Show every line of the data that includes the word "TempoConfig".

——————————

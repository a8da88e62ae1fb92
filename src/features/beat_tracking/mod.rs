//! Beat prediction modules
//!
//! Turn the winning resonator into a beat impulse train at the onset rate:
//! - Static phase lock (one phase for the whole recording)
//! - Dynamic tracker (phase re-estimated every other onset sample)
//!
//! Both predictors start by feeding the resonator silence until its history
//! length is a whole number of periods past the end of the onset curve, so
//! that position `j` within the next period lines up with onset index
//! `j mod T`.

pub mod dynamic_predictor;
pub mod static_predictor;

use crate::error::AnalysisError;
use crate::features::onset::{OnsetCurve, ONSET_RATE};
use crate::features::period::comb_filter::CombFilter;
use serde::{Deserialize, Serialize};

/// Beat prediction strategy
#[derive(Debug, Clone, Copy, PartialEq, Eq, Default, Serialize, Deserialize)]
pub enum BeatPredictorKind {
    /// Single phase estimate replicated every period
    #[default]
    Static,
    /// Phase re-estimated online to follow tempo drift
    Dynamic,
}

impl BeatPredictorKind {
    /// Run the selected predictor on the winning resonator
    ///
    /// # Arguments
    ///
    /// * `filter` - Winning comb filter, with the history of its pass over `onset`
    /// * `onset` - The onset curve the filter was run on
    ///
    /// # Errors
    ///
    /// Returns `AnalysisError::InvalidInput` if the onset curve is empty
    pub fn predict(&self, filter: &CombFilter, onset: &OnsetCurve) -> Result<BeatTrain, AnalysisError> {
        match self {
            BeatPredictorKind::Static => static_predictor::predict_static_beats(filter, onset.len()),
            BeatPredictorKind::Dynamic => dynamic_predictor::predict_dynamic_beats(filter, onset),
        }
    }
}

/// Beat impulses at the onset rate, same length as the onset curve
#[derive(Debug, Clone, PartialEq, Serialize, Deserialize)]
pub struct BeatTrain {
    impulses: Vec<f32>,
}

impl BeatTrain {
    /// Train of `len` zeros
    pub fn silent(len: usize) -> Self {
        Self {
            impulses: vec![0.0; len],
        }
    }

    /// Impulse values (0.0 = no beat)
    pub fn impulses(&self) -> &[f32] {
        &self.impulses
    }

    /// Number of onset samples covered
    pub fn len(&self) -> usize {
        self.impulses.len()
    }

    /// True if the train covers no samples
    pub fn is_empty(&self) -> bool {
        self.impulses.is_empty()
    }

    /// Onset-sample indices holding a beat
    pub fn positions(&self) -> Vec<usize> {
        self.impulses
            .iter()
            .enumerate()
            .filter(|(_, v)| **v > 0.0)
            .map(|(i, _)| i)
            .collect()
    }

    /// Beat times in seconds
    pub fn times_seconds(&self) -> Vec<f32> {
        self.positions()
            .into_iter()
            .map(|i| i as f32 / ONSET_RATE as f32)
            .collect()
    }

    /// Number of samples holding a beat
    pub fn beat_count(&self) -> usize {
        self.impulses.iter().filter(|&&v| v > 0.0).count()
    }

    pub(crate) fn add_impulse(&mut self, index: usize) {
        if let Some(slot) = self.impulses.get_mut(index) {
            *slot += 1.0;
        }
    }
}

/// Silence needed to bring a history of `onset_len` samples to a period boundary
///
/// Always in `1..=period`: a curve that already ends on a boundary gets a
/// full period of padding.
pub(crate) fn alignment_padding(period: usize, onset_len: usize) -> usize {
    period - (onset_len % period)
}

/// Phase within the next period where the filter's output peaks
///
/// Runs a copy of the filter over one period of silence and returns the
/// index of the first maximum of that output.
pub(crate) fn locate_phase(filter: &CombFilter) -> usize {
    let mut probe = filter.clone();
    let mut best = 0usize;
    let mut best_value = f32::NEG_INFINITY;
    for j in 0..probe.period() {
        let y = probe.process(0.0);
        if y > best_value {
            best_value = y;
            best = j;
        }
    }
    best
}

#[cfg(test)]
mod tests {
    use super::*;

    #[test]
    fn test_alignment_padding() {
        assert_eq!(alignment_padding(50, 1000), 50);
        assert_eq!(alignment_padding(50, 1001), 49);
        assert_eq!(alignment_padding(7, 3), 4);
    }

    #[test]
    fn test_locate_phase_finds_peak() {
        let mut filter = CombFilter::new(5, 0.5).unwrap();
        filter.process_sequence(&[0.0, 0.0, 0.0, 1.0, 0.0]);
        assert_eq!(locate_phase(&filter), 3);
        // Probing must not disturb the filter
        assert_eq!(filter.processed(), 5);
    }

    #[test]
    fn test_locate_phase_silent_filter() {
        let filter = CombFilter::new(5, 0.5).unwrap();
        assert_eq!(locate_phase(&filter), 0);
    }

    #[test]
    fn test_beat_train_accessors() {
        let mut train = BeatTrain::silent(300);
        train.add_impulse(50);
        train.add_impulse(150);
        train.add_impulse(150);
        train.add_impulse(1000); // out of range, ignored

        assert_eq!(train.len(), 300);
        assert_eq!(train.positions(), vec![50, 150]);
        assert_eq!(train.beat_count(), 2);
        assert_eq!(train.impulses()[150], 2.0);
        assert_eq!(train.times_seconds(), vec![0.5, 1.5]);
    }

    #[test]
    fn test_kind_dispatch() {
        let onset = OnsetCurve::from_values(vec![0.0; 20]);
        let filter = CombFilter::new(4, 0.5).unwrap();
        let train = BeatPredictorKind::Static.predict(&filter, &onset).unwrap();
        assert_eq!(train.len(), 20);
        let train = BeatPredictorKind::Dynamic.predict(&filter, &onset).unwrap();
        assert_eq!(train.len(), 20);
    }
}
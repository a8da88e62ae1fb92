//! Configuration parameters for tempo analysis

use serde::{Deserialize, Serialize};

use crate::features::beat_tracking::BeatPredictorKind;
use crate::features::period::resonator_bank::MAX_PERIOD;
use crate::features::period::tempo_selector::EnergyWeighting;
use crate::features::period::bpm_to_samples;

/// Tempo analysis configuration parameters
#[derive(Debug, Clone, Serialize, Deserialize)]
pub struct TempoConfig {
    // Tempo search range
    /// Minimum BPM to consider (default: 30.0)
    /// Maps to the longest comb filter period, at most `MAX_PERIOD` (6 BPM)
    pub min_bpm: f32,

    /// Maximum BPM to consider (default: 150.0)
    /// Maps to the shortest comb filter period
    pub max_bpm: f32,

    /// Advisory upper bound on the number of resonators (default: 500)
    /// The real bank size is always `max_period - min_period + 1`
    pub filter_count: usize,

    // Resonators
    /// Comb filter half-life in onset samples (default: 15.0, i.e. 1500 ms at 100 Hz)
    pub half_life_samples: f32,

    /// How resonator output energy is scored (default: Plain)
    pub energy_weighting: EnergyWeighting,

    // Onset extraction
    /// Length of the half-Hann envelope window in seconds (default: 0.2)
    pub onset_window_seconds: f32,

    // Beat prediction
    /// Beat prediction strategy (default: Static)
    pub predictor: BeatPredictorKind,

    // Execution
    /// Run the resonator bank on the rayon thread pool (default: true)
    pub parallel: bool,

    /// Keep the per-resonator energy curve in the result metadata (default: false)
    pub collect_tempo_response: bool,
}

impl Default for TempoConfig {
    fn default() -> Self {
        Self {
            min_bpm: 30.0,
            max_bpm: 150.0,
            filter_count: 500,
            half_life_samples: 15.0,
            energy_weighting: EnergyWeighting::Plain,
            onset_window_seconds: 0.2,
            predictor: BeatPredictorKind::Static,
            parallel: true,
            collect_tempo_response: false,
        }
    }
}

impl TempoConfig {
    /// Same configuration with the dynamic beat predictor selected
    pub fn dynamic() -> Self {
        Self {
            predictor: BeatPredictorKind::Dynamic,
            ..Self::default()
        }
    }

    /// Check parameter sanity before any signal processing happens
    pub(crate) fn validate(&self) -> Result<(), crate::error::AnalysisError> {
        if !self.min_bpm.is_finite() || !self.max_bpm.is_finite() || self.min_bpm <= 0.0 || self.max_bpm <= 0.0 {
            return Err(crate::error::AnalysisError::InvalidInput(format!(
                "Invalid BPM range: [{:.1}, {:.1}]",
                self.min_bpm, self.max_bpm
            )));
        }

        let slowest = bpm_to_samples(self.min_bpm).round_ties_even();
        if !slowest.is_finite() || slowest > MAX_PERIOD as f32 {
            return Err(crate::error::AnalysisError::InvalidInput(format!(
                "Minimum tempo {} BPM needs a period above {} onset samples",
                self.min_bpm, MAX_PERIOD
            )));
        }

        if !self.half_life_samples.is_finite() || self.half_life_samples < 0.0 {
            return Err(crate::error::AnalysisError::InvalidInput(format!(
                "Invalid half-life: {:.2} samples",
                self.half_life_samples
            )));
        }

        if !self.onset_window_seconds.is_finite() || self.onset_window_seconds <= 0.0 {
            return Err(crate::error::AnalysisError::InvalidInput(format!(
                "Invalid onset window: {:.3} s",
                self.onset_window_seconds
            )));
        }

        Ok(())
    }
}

——————————

WRITTEN REPLY:
pub struct TempoConfig {
impl Default for TempoConfig {
impl TempoConfig {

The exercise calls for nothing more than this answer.